Estimule-o a meditar e a orar[6]. O silêncio interno traz serenidade. A oração o conectará com esferas superiores que o intuirão. Ensine-o sobre as influências que os pensamentos[7] exercem sobre nós e sobre o poder da vigília. Essa é a maior proteção que você pode dar ao seu filho.
Educar é tarefa sublime que ensina a crescer e aprende ensinando. Espelhe-se no Cristo. A melhor forma de educar é dar o exemplo.
Esse artigo é uma singela homenagem à professora Ignez De Biasi Pereira da Silva que, com suas aulas ao longo do primeiro ano do Curso de Estudos Espíritas no CECP, deu-me ferramentas para elevar o patamar de minha relação com meus filhos.
Gratidão eterna!
Lila
[1] Discurso no qual Jesus proclama as Bem-aventuranças, orientações de conduta e de cunho moral, encontradas nos Evangelhos de Mateus (5 -7) e Lucas (fragmentado).

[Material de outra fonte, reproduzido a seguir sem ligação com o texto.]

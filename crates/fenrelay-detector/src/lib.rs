//! Position stability detection.
//!
//! Raw reports from an [`Observer`] are only trusted once two live reads,
//! separated by a short confirm window, agree on placement and side to
//! move. See [`StabilityDetector`].

pub mod config;
pub mod detector;
pub mod mock;
pub mod observer;

pub use config::StabilityConfig;
pub use detector::{
    run_round, AbandonReason, DetectorPhase, ReportDisposition, RoundOutcome, RoundReport,
    StabilityDetector,
};
pub use observer::{LatestValueObserver, Observer};
//! Connection manager against a real WebSocket engine stub.

use std::sync::atomic::{AtomicUsize, Ordering};
use std::sync::Arc;
use std::time::Duration;

use axum::extract::ws::{Message, WebSocket, WebSocketUpgrade};
use axum::extract::State;
use axum::response::IntoResponse;
use axum::routing::get;
use axum::Router;
use fenrelay_core::{normalize, ConnectionState, OutboundRequest, SessionId};
use fenrelay_link::{ConnectionManager, LinkConfig, LinkEvent, LinkHandle, WsConnector};
use fenrelay_telemetry::MetricsRecorder;
use serde_json::{json, Value};
use tokio::sync::broadcast;

#[derive(Clone)]
struct StubState {
    connections: Arc<AtomicUsize>,
    /// Hang up after answering this many requests on the first connection.
    first_connection_budget: usize,
}

async fn ws_handler(ws: WebSocketUpgrade, State(state): State<StubState>) -> impl IntoResponse {
    ws.on_upgrade(move |socket| serve_engine(socket, state))
}

/// Answers every analyze request with a fixed best move, echoing the
/// position back under the older `fen` field name.
async fn serve_engine(mut socket: WebSocket, state: StubState) {
    let nth = state.connections.fetch_add(1, Ordering::SeqCst);
    let mut answered = 0;
    while let Some(Ok(msg)) = socket.recv().await {
        let Message::Text(text) = msg else { continue };
        let Ok(request): Result<Value, _> = serde_json::from_str(text.as_str()) else {
            continue;
        };
        let reply = json!({
            "bestmove": "e7e5",
            "score": {"cp": -12},
            "pv": ["e7e5", "g1f3"],
            "fen": request["position"],
        });
        if socket
            .send(Message::Text(reply.to_string().into()))
            .await
            .is_err()
        {
            return;
        }
        answered += 1;
        if nth == 0 && answered >= state.first_connection_budget {
            let _ = socket.send(Message::Close(None)).await;
            return;
        }
    }
}

async fn start_stub(first_connection_budget: usize) -> (String, Arc<AtomicUsize>) {
    let connections = Arc::new(AtomicUsize::new(0));
    let state = StubState {
        connections: Arc::clone(&connections),
        first_connection_budget,
    };
    let router = Router::new()
        .route("/ws", get(ws_handler))
        .with_state(state);
    let listener = tokio::net::TcpListener::bind("127.0.0.1:0").await.unwrap();
    let port = listener.local_addr().unwrap().port();
    let _server = tokio::spawn(async move {
        axum::serve(listener, router).await.ok();
    });
    (format!("ws://127.0.0.1:{port}/ws"), connections)
}

fn spawn_link(url: String) -> LinkHandle {
    let config = LinkConfig {
        url,
        reconnect_delay: Duration::from_millis(50),
        in_flight_window: Duration::from_millis(1200),
    };
    ConnectionManager::spawn(
        config,
        Arc::new(WsConnector::default()),
        Arc::new(MetricsRecorder::new()),
    )
}

fn request(session: &str, fen: &str) -> OutboundRequest {
    OutboundRequest::new(SessionId::from_raw(session), normalize(fen).unwrap(), 12)
}

async fn next_reply(
    events: &mut broadcast::Receiver<LinkEvent>,
) -> (Option<SessionId>, fenrelay_core::EngineReply) {
    tokio::time::timeout(Duration::from_secs(5), async {
        loop {
            if let LinkEvent::Reply { session_id, reply } = events.recv().await.unwrap() {
                return (session_id, reply);
            }
        }
    })
    .await
    .expect("no reply within 5s")
}

#[tokio::test]
async fn request_round_trip_over_websocket() {
    let (url, _) = start_stub(usize::MAX).await;
    let link = spawn_link(url);
    let mut events = link.subscribe();

    let fen = "rnbqkbnr/pppppppp/8/8/4P3/8/PPPP1PPP/RNBQKBNR b";
    link.submit(request("tab-1", fen));

    let (session_id, reply) = next_reply(&mut events).await;
    assert_eq!(session_id, Some(SessionId::from_raw("tab-1")));
    assert!(reply.success);
    assert_eq!(reply.best_move.as_deref(), Some("e7e5"));
    assert_eq!(reply.pv, vec!["e7e5", "g1f3"]);
    assert_eq!(
        reply.position.as_deref(),
        Some(normalize(fen).unwrap().as_fen())
    );
    assert_eq!(link.status().state, ConnectionState::Connected);
}

#[tokio::test]
async fn engine_hangup_reconnects_and_keeps_serving() {
    let (url, connections) = start_stub(1).await;
    let link = spawn_link(url);
    let mut events = link.subscribe();

    link.submit(request("tab-1", "8/8/8/4k3/8/8/8/4K3 w"));
    let (first, _) = next_reply(&mut events).await;
    assert_eq!(first, Some(SessionId::from_raw("tab-1")));

    // Wait for the stub's hang-up to be noticed and repaired.
    let mut status = link.watch_status();
    tokio::time::timeout(Duration::from_secs(5), async {
        while connections.load(Ordering::SeqCst) < 2 {
            tokio::time::sleep(Duration::from_millis(10)).await;
        }
        let _ = status
            .wait_for(|s| s.state == ConnectionState::Connected)
            .await;
    })
    .await
    .expect("link did not reconnect");

    link.submit(request("tab-2", "8/8/8/4k3/8/8/8/4K3 b"));
    let (second, _) = next_reply(&mut events).await;
    assert_eq!(second, Some(SessionId::from_raw("tab-2")));
    assert_eq!(connections.load(Ordering::SeqCst), 2);
}

#[tokio::test]
async fn unreachable_engine_keeps_requests_queued() {
    // Bind then drop to get a port nobody listens on.
    let listener = std::net::TcpListener::bind("127.0.0.1:0").unwrap();
    let port = listener.local_addr().unwrap().port();
    drop(listener);

    let link = spawn_link(format!("ws://127.0.0.1:{port}/ws"));
    link.submit(request("tab-1", "8/8/8/4k3/8/8/8/4K3 w"));
    link.submit(request("tab-1", "8/8/8/4k3/8/8/8/4K3 b"));

    let mut status = link.watch_status();
    tokio::time::timeout(Duration::from_secs(5), status.wait_for(|s| s.reconnect_pending))
        .await
        .expect("no reconnect scheduled")
        .unwrap();
    assert_eq!(link.queue_len().await, 2);
    assert_eq!(link.status().reported(), ConnectionState::Connecting);
}
use crate::errors::LinkError;
use crate::transport::{Connector, EngineConnection, FrameSink, FrameStream};

const EVENT_CAPACITY: usize = 256;

/// Connection manager settings.
#[derive(Clone, Debug, PartialEq, Eq)]
pub struct LinkConfig {
    pub url: String,
    pub reconnect_delay: Duration,
    /// How long after a submit a session counts as awaiting an answer.
    pub in_flight_window: Duration,
}

impl Default for LinkConfig {
    fn default() -> Self {
        Self::from(&EngineSettings::default())
    }
}

impl From<&EngineSettings> for LinkConfig {
    fn from(settings: &EngineSettings) -> Self {
        Self {
            url: settings.url.clone(),
            reconnect_delay: settings.reconnect_delay(),
            in_flight_window: settings.in_flight_window(),
        }
    }
}

/// Notifications published by the manager.
#[derive(Clone, Debug)]
pub enum LinkEvent {
    /// Connection state or reconnect flag changed.
    StatusChanged(LinkStatus),
    /// A request went out on the wire.
    RequestSent {
        session_id: SessionId,
        request_id: RequestId,
    },
    /// A well-formed reply arrived. `session_id` is the session of the
    /// oldest unanswered request, or `None` when nothing was outstanding.
    Reply {
        session_id: Option<SessionId>,
        reply: EngineReply,
    },
}

enum LinkCommand {
    Submit(OutboundRequest),
    Connect,
    QueueLen(oneshot::Sender<usize>),
    Shutdown,
}

enum Inbound {
    Opened {
        epoch: u64,
        connection: EngineConnection,
    },
    ConnectFailed {
        epoch: u64,
        error: LinkError,
    },
    Frame {
        epoch: u64,
        text: String,
    },
    Lost {
        epoch: u64,
        error: LinkError,
    },
}

/// Cloneable handle to the connection manager task.
#[derive(Clone)]
pub struct LinkHandle {
    cmd_tx: mpsc::UnboundedSender<LinkCommand>,
    status_rx: watch::Receiver<LinkStatus>,
    events: broadcast::Sender<LinkEvent>,
    in_flight: Arc<DashMap<SessionId, Instant>>,
    in_flight_window: Duration,
}

impl LinkHandle {
    /// Hand a request to the manager. Sent now if connected, otherwise
    /// queued and a connection is started.
    pub fn submit(&self, request: OutboundRequest) {
        let _ = self
            .in_flight
            .insert(request.session_id().clone(), Instant::now());
        let _ = self.cmd_tx.send(LinkCommand::Submit(request));
    }

    /// Start connecting unless already connecting or connected.
    pub fn connect(&self) {
        let _ = self.cmd_tx.send(LinkCommand::Connect);
    }

    pub fn status(&self) -> LinkStatus {
        *self.status_rx.borrow()
    }

    pub fn watch_status(&self) -> watch::Receiver<LinkStatus> {
        self.status_rx.clone()
    }

    pub fn subscribe(&self) -> broadcast::Receiver<LinkEvent> {
        self.events.subscribe()
    }

    /// Whether the session submitted something within the in-flight window.
    pub fn is_in_flight(&self, session_id: &SessionId) -> bool {
        self.in_flight
            .get(session_id)
            .is_some_and(|at| at.elapsed() < self.in_flight_window)
    }

    /// Drop the session's in-flight marker.
    pub fn forget(&self, session_id: &SessionId) {
        let _ = self.in_flight.remove(session_id);
    }

    /// Requests waiting for a connection. `0` once the manager has stopped.
    pub async fn queue_len(&self) -> usize {
        let (tx, rx) = oneshot::channel();
        if self.cmd_tx.send(LinkCommand::QueueLen(tx)).is_err() {
            return 0;
        }
        rx.await.unwrap_or(0)
    }

    /// Close the socket and stop the manager task.
    pub fn shutdown(&self) {
        let _ = self.cmd_tx.send(LinkCommand::Shutdown);
    }
}

/// Owner of the engine connection.
pub struct ConnectionManager {
    config: LinkConfig,
    connector: Arc<dyn Connector>,
    metrics: Arc<MetricsRecorder>,

    state: ConnectionState,
    epoch: u64,
    sink: Option<Box<dyn FrameSink>>,
    reader: Option<JoinHandle<()>>,
    reconnect_at: Option<Instant>,
    queue: VecDeque<OutboundRequest>,
    /// Sessions of sent, unanswered requests, oldest first.
    awaiting: VecDeque<SessionId>,

    inbound_tx: mpsc::UnboundedSender<Inbound>,
    status_tx: watch::Sender<LinkStatus>,
    events: broadcast::Sender<LinkEvent>,
}
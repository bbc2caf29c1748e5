//! Session routing between the observer, the engine link and the display.
//!
//! [`Router`] owns every session: it feeds raw reports to the session's
//! stability detector, checks confirmed positions against the
//! [`DedupTable`], submits novel ones to the engine link and delivers
//! replies to the [`DisplaySink`].

pub mod dedup;
pub mod router;
pub mod sink;
pub mod status;

pub use dedup::{DedupOutcome, DedupTable};
pub use router::{RelayConfig, RelayHandle, Router};
pub use sink::{ChannelSink, DisplaySink};
pub use status::SessionStatus;
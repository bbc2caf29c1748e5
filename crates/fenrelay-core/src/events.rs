use serde::{Deserialize, Serialize};

use crate::ids::SessionId;
use crate::position::Position;
use crate::wire::EngineReply;

/// Lifecycle of the single engine connection.
#[derive(Clone, Copy, Debug, Default, PartialEq, Eq, Hash, Serialize, Deserialize)]
#[serde(rename_all = "lowercase")]
pub enum ConnectionState {
    #[default]
    Disconnected,
    Connecting,
    Connected,
}

impl ConnectionState {
    pub fn as_str(&self) -> &'static str {
        match self {
            Self::Disconnected => "disconnected",
            Self::Connecting => "connecting",
            Self::Connected => "connected",
        }
    }
}

impl std::fmt::Display for ConnectionState {
    fn fmt(&self, f: &mut std::fmt::Formatter<'_>) -> std::fmt::Result {
        f.write_str(self.as_str())
    }
}

/// Connection state plus whether a reconnect timer is armed.
#[derive(Clone, Copy, Debug, Default, PartialEq, Eq, Serialize, Deserialize)]
#[serde(rename_all = "camelCase")]
pub struct LinkStatus {
    pub state: ConnectionState,
    pub reconnect_pending: bool,
}

impl LinkStatus {
    /// What a status display should show. A disconnected link with a
    /// reconnect armed reads as `connecting`.
    pub fn reported(&self) -> ConnectionState {
        match (self.state, self.reconnect_pending) {
            (ConnectionState::Disconnected, true) => ConnectionState::Connecting,
            (state, _) => state,
        }
    }
}

/// Notifications delivered to the display / actuator side.
#[derive(Clone, Debug, PartialEq, Eq, Serialize)]
#[serde(tag = "type", rename_all = "snake_case")]
pub enum DisplayEvent {
    PositionConfirmed {
        session_id: SessionId,
        position: Position,
        is_duplicate: bool,
    },

    /// `session_id` is `None` for process-wide connection changes.
    ConnectionChanged {
        #[serde(skip_serializing_if = "Option::is_none")]
        session_id: Option<SessionId>,
        state: ConnectionState,
    },

    RequestSent {
        session_id: SessionId,
    },

    EngineReply {
        session_id: SessionId,
        reply: EngineReply,
    },
}

impl DisplayEvent {
    pub fn session_id(&self) -> Option<&SessionId> {
        match self {
            Self::PositionConfirmed { session_id, .. }
            | Self::RequestSent { session_id }
            | Self::EngineReply { session_id, .. } => Some(session_id),
            Self::ConnectionChanged { session_id, .. } => session_id.as_ref(),
        }
    }

    pub fn event_type(&self) -> &'static str {
        match self {
            Self::PositionConfirmed { .. } => "position_confirmed",
            Self::ConnectionChanged { .. } => "connection_changed",
            Self::RequestSent { .. } => "request_sent",
            Self::EngineReply { .. } => "engine_reply",
        }
    }
}

#[cfg(test)]
mod tests {
    use super::*;
    use crate::position::normalize;

    #[test]
    fn pending_reconnect_reads_as_connecting() {
        let status = LinkStatus {
            state: ConnectionState::Disconnected,
            reconnect_pending: true,
        };
        assert_eq!(status.reported(), ConnectionState::Connecting);

        let idle = LinkStatus::default();
        assert_eq!(idle.reported(), ConnectionState::Disconnected);

        let up = LinkStatus {
            state: ConnectionState::Connected,
            reconnect_pending: true,
        };
        assert_eq!(up.reported(), ConnectionState::Connected);
    }

    #[test]
    fn connection_state_serializes_lowercase() {
        let json = serde_json::to_string(&ConnectionState::Connecting).unwrap();
        assert_eq!(json, "\"connecting\"");
        assert_eq!(ConnectionState::Connected.to_string(), "connected");
    }

    #[test]
    fn display_event_wire_shape() {
        let event = DisplayEvent::PositionConfirmed {
            session_id: SessionId::from_raw("tab-1"),
            position: normalize("8/8/8/8/8/8/8/8 w").unwrap(),
            is_duplicate: false,
        };
        let json: serde_json::Value = serde_json::to_value(&event).unwrap();
        assert_eq!(json["type"], "position_confirmed");
        assert_eq!(json["session_id"], "tab-1");
        assert_eq!(json["position"], "8/8/8/8/8/8/8/8 w KQkq - 0 1");
        assert_eq!(event.event_type(), "position_confirmed");
    }

    #[test]
    fn global_connection_change_has_no_session() {
        let event = DisplayEvent::ConnectionChanged {
            session_id: None,
            state: ConnectionState::Connected,
        };
        assert!(event.session_id().is_none());
        let json = serde_json::to_string(&event).unwrap();
        assert_eq!(json, r#"{"type":"connection_changed","state":"connected"}"#);
    }
}
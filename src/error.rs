//! Error types for Ensayo
//!
//! Toyota Way: Clear error messages with actionable guidance (Respect for People)
//!
//! Failure taxonomy of a `run` call:
//!
//! - A body failure (`control` or `candidate` returning `Err`) is captured
//!   into the observation and only surfaces to the caller when the failing
//!   observation is the one selected as the return value. It is re-raised
//!   unchanged as [`RunError::Body`].
//! - A publish sink failure surfaces as [`RunError::Publish`]; both
//!   observations were already captured when it occurs.
//! - A missing required hook (`name`, `enabled`, `control`, `candidate`) is
//!   a compile error, not a runtime one: the trait declares those methods
//!   without defaults, so an incomplete experiment does not build.
//! - Panics inside a body are outside the expected-failure domain and
//!   propagate immediately; the harness does not catch them.

use thiserror::Error;

/// Errors surfaced to the caller of [`Experiment::run`](crate::Experiment::run).
///
/// `E` is the experiment's own error type; a [`RunError::Body`] carries the
/// selected observation's captured error with its message and source chain
/// intact, exactly as if the harness were not present.
#[derive(Debug, Error)]
pub enum RunError<E: std::error::Error> {
    /// The selected code path failed; its original error, unchanged.
    #[error(transparent)]
    Body(E),

    /// The publish sink failed after both code paths completed.
    #[error("publish sink failed: {0}")]
    Publish(anyhow::Error),
}

impl<E: std::error::Error> RunError<E> {
    /// Check whether this is a captured body failure.
    #[must_use]
    pub const fn is_body(&self) -> bool {
        matches!(self, Self::Body(_))
    }

    /// Check whether this is a publish sink failure.
    #[must_use]
    pub const fn is_publish(&self) -> bool {
        matches!(self, Self::Publish(_))
    }

    /// Extract the captured body error, if that is what this is.
    #[must_use]
    pub fn into_body(self) -> Option<E> {
        match self {
            Self::Body(error) => Some(error),
            Self::Publish(_) => None,
        }
    }

    /// Borrow the publish sink error, if that is what this is.
    #[must_use]
    pub fn publish_error(&self) -> Option<&anyhow::Error> {
        match self {
            Self::Body(_) => None,
            Self::Publish(error) => Some(error),
        }
    }
}
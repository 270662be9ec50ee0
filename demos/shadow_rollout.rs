//! Shadow rollout demo: a legacy tax calculator vs a candidate rewrite.
//!
//! The legacy path computes integer tax with truncating division; the
//! rewrite rounds through floating point. The harness surfaces the inputs
//! where the two disagree without ever changing what callers receive.
//!
//! Run with: cargo run --example shadow_rollout
//! Add RUST_LOG=debug for the harness's tracing output.

use std::sync::Mutex;

use ensayo::{Experiment, RunContext, RunResult};

#[derive(Debug, thiserror::Error)]
enum PricingError {
    #[error("unknown region: {0}")]
    UnknownRegion(String),
}

fn tax_rate(region: &str) -> Result<i64, PricingError> {
    match region {
        "us" => Ok(8),
        "eu" => Ok(20),
        other => Err(PricingError::UnknownRegion(other.to_string())),
    }
}

/// Shadow-tests the rounded tax computation against the truncating one.
#[derive(Default)]
struct TaxRollout {
    records: Mutex<Vec<String>>,
}

impl Experiment for TaxRollout {
    type Value = i64;
    type Error = PricingError;

    fn name(&self) -> &str {
        "tax-rollout"
    }

    fn enabled(&self, ctx: &RunContext) -> bool {
        ctx.get_bool("shadow").unwrap_or(false)
    }

    fn control(&self, ctx: &RunContext) -> Result<i64, PricingError> {
        let cents = ctx.get_i64("cents").unwrap_or(0);
        let rate = tax_rate(ctx.get_str("region").unwrap_or(""))?;
        Ok(cents + cents * rate / 100)
    }

    #[allow(clippy::cast_precision_loss, clippy::cast_possible_truncation)]
    fn candidate(&self, ctx: &RunContext) -> Result<i64, PricingError> {
        let cents = ctx.get_i64("cents").unwrap_or(0);
        let rate = tax_rate(ctx.get_str("region").unwrap_or(""))?;
        Ok((cents as f64 * (1.0 + rate as f64 / 100.0)).round() as i64)
    }

    fn publish(&self, result: &RunResult<i64, PricingError>) -> anyhow::Result<()> {
        let record = serde_json::to_string_pretty(&result.to_record())?;
        self.records.lock().expect("records lock").push(record);
        Ok(())
    }
}

fn main() -> anyhow::Result<()> {
    tracing_subscriber::fmt()
        .with_env_filter(tracing_subscriber::EnvFilter::from_default_env())
        .init();

    let rollout = TaxRollout::default();
    let orders: [(i64, &str, bool); 4] = [
        (1_000, "us", true),
        (2_599, "eu", true),
        (33, "us", true),
        (40, "us", false),
    ];

    for (cents, region, shadow) in orders {
        let ctx = RunContext::new()
            .with("cents", cents)
            .with("region", region)
            .with("shadow", shadow);
        let total = rollout.run(ctx)?;
        println!("{region}: {cents} cents -> {total} cents (shadow={shadow})");
    }

    println!("\npublished records:");
    for record in rollout.records.lock().expect("records lock").iter() {
        println!("{record}");
    }

    Ok(())
}
//! Property-based tests for the experiment harness
//!
//! Invariants under arbitrary control/candidate values:
//! - Non-interference: the candidate never changes what the caller receives
//! - Gating: the candidate executes iff the experiment is enabled
//! - Comparison: pure, idempotent, and structural by default
//! - Run with ProptestConfig::with_cases(100)

use std::sync::atomic::{AtomicU32, Ordering};

use ensayo::{Experiment, Observation, RunContext, RunResult, CANDIDATE, CONTROL};
use proptest::prelude::*;

#[derive(Debug, thiserror::Error)]
#[error("injected failure")]
struct Injected;

/// Fixed-value experiment with counters, parameterized per proptest case.
struct Pair {
    control: i64,
    candidate: i64,
    on: bool,
    control_calls: AtomicU32,
    candidate_calls: AtomicU32,
}

fn pair(control: i64, candidate: i64, on: bool) -> Pair {
    Pair {
        control,
        candidate,
        on,
        control_calls: AtomicU32::new(0),
        candidate_calls: AtomicU32::new(0),
    }
}

impl Experiment for Pair {
    type Value = i64;
    type Error = Injected;

    fn name(&self) -> &str {
        "pair"
    }

    fn enabled(&self, _ctx: &RunContext) -> bool {
        self.on
    }

    fn control(&self, _ctx: &RunContext) -> Result<i64, Injected> {
        self.control_calls.fetch_add(1, Ordering::SeqCst);
        Ok(self.control)
    }

    fn candidate(&self, _ctx: &RunContext) -> Result<i64, Injected> {
        self.candidate_calls.fetch_add(1, Ordering::SeqCst);
        Ok(self.candidate)
    }
}

proptest! {
    #![proptest_config(ProptestConfig::with_cases(100))]

    /// Property: the caller always receives the control's value, whatever
    /// the candidate computes and whether or not it runs.
    #[test]
    fn prop_run_returns_control_value(
        control in any::<i64>(),
        candidate in any::<i64>(),
        on in any::<bool>()
    ) {
        let experiment = pair(control, candidate, on);
        let value = experiment.run(RunContext::new()).expect("control value");
        prop_assert_eq!(value, control);
    }

    /// Property: control runs exactly once per call; candidate runs exactly
    /// once when enabled and never when disabled.
    #[test]
    fn prop_candidate_gated_by_enabled(
        control in any::<i64>(),
        candidate in any::<i64>(),
        on in any::<bool>()
    ) {
        let experiment = pair(control, candidate, on);
        experiment.run(RunContext::new()).expect("control value");

        prop_assert_eq!(experiment.control_calls.load(Ordering::SeqCst), 1);
        prop_assert_eq!(
            experiment.candidate_calls.load(Ordering::SeqCst),
            u32::from(on)
        );
    }

    /// Property: the default comparison is structural equality and calling
    /// it twice on the same observations gives the same answer.
    #[test]
    fn prop_compare_is_pure_and_structural(
        control in any::<i64>(),
        candidate in any::<i64>()
    ) {
        let experiment = pair(control, candidate, true);
        let left = Observation::capture(CONTROL, &experiment, || Ok(control));
        let right = Observation::capture(CANDIDATE, &experiment, || Ok(candidate));

        let first = experiment.compare(&left, &right);
        let second = experiment.compare(&left, &right);
        prop_assert_eq!(first, second);
        prop_assert_eq!(first, control == candidate);

        prop_assert!(!experiment.ignore(&left, &right));
    }

    /// Property: a raised side never matches under the default comparison,
    /// regardless of the surviving side's value.
    #[test]
    fn prop_raised_side_never_matches(value in any::<i64>(), raised_control in any::<bool>()) {
        let experiment = pair(value, value, true);
        let (control, candidate) = if raised_control {
            (
                Observation::capture(CONTROL, &experiment, || Err(Injected)),
                Observation::capture(CANDIDATE, &experiment, || Ok(value)),
            )
        } else {
            (
                Observation::capture(CONTROL, &experiment, || Ok(value)),
                Observation::capture(CANDIDATE, &experiment, || Err(Injected)),
            )
        };

        let result = RunResult::new(&experiment, control, candidate);
        prop_assert!(!result.matched());
        prop_assert!(result.mismatched());
    }

    /// Property: observation records always carry the slug and the duration,
    /// and carry an error message exactly when the body raised.
    #[test]
    fn prop_record_error_fields_track_outcome(value in any::<i64>(), fail in any::<bool>()) {
        let experiment = pair(value, value, true);
        let observation = Observation::capture(CONTROL, &experiment, || {
            if fail { Err(Injected) } else { Ok(value) }
        });
        let record = observation.to_record();

        prop_assert_eq!(record.slug(), "pair.control");
        prop_assert_eq!(record.error_message().is_some(), fail);
        prop_assert_eq!(record.value().is_some(), !fail);
    }
}
//! Run Result - paired comparison outcome of one experiment run
//!
//! A `RunResult` pairs the completed control and candidate observations of a
//! single run with the experiment's match/ignore verdicts. Both verdicts are
//! computed once, at construction, from the observations already in hand;
//! nothing is ever re-executed afterwards.

use chrono::{DateTime, Utc};
use serde::{Deserialize, Serialize};

use crate::experiment::{Experiment, Selection};
use crate::observation::{Observation, ObservationRecord};

/// Immutable pairing of one control and one candidate observation.
#[derive(Debug)]
pub struct RunResult<T, E> {
    experiment: String,
    control: Observation<T, E>,
    candidate: Observation<T, E>,
    matched: bool,
    ignored: bool,
}

impl<T, E> RunResult<T, E> {
    /// Pair two completed observations and compute the verdicts.
    ///
    /// Delegates to [`compare`](Experiment::compare) and
    /// [`ignore`](Experiment::ignore) exactly once each.
    #[must_use]
    pub fn new<X>(experiment: &X, control: Observation<T, E>, candidate: Observation<T, E>) -> Self
    where
        X: Experiment<Value = T, Error = E>,
    {
        let matched = experiment.compare(&control, &candidate);
        let ignored = experiment.ignore(&control, &candidate);
        Self {
            experiment: experiment.name().to_string(),
            control,
            candidate,
            matched,
            ignored,
        }
    }

    /// Name of the experiment that produced this result.
    #[must_use]
    pub fn experiment(&self) -> &str {
        &self.experiment
    }

    /// The control observation.
    #[must_use]
    pub const fn control(&self) -> &Observation<T, E> {
        &self.control
    }

    /// The candidate observation.
    #[must_use]
    pub const fn candidate(&self) -> &Observation<T, E> {
        &self.candidate
    }

    /// Whether control and candidate matched, per the experiment's `compare`.
    #[must_use]
    pub const fn matched(&self) -> bool {
        self.matched
    }

    /// Whether this result is excluded from alerting, per the experiment's `ignore`.
    #[must_use]
    pub const fn ignored(&self) -> bool {
        self.ignored
    }

    /// Whether this result is an actionable mismatch: unmatched and not ignored.
    #[must_use]
    pub const fn mismatched(&self) -> bool {
        !self.matched && !self.ignored
    }

    /// Consume the result, yielding the selected observation.
    #[must_use]
    pub fn into_observation(self, selection: Selection) -> Observation<T, E> {
        match selection {
            Selection::Control => self.control,
            Selection::Candidate => self.candidate,
        }
    }
}

impl<T, E: std::error::Error> RunResult<T, E> {
    /// Build the serializable record of this result for publishing.
    ///
    /// The record carries the experiment name, both observation records, the
    /// verdicts, and a timestamp taken when the record is built.
    #[must_use]
    pub fn to_record(&self) -> ResultRecord {
        ResultRecord {
            experiment: self.experiment.clone(),
            control: self.control.to_record(),
            candidate: self.candidate.to_record(),
            matched: self.matched,
            ignored: self.ignored,
            recorded_at: Utc::now(),
        }
    }
}

/// Serializable snapshot of a [`RunResult`] for publish sinks.
#[derive(Debug, Clone, PartialEq, Serialize, Deserialize)]
pub struct ResultRecord {
    experiment: String,
    control: ObservationRecord,
    candidate: ObservationRecord,
    matched: bool,
    ignored: bool,
    recorded_at: DateTime<Utc>,
}

impl ResultRecord {
    /// Name of the producing experiment.
    #[must_use]
    pub fn experiment(&self) -> &str {
        &self.experiment
    }

    /// Record of the control observation.
    #[must_use]
    pub const fn control(&self) -> &ObservationRecord {
        &self.control
    }

    /// Record of the candidate observation.
    #[must_use]
    pub const fn candidate(&self) -> &ObservationRecord {
        &self.candidate
    }

    /// Match verdict.
    #[must_use]
    pub const fn matched(&self) -> bool {
        self.matched
    }

    /// Ignore verdict.
    #[must_use]
    pub const fn ignored(&self) -> bool {
        self.ignored
    }

    /// When this record was built.
    #[must_use]
    pub const fn recorded_at(&self) -> DateTime<Utc> {
        self.recorded_at
    }
}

[2] Kardec, Allan. O Evangelho Segundo o Espiritismo. Capítulo V, Bem sofrer e mal sofrer.
[3] Orientações que Santo Agostinho pergunta 919-A de O Livro dos Espíritos sobre o autoexame de consciência.
[4] Kardec, Allan. O Evangelho Segundo o Espiritismo. Capítulo X, Bem-aventurados os que são misericordiosos.
[5] Kardec, Allan. O Evangelho Segundo o Espiritismo. Capítulo XII, Amai os vossos inimigos.
[6] Kardec, Allan. O Evangelho Segundo o Espiritismo. Capítulo XXVII, Pedi e obtereis.
[7] Franco, Cleyton. O Pensamento in Informativo Caminho da Paz. Fevereiro de 2020.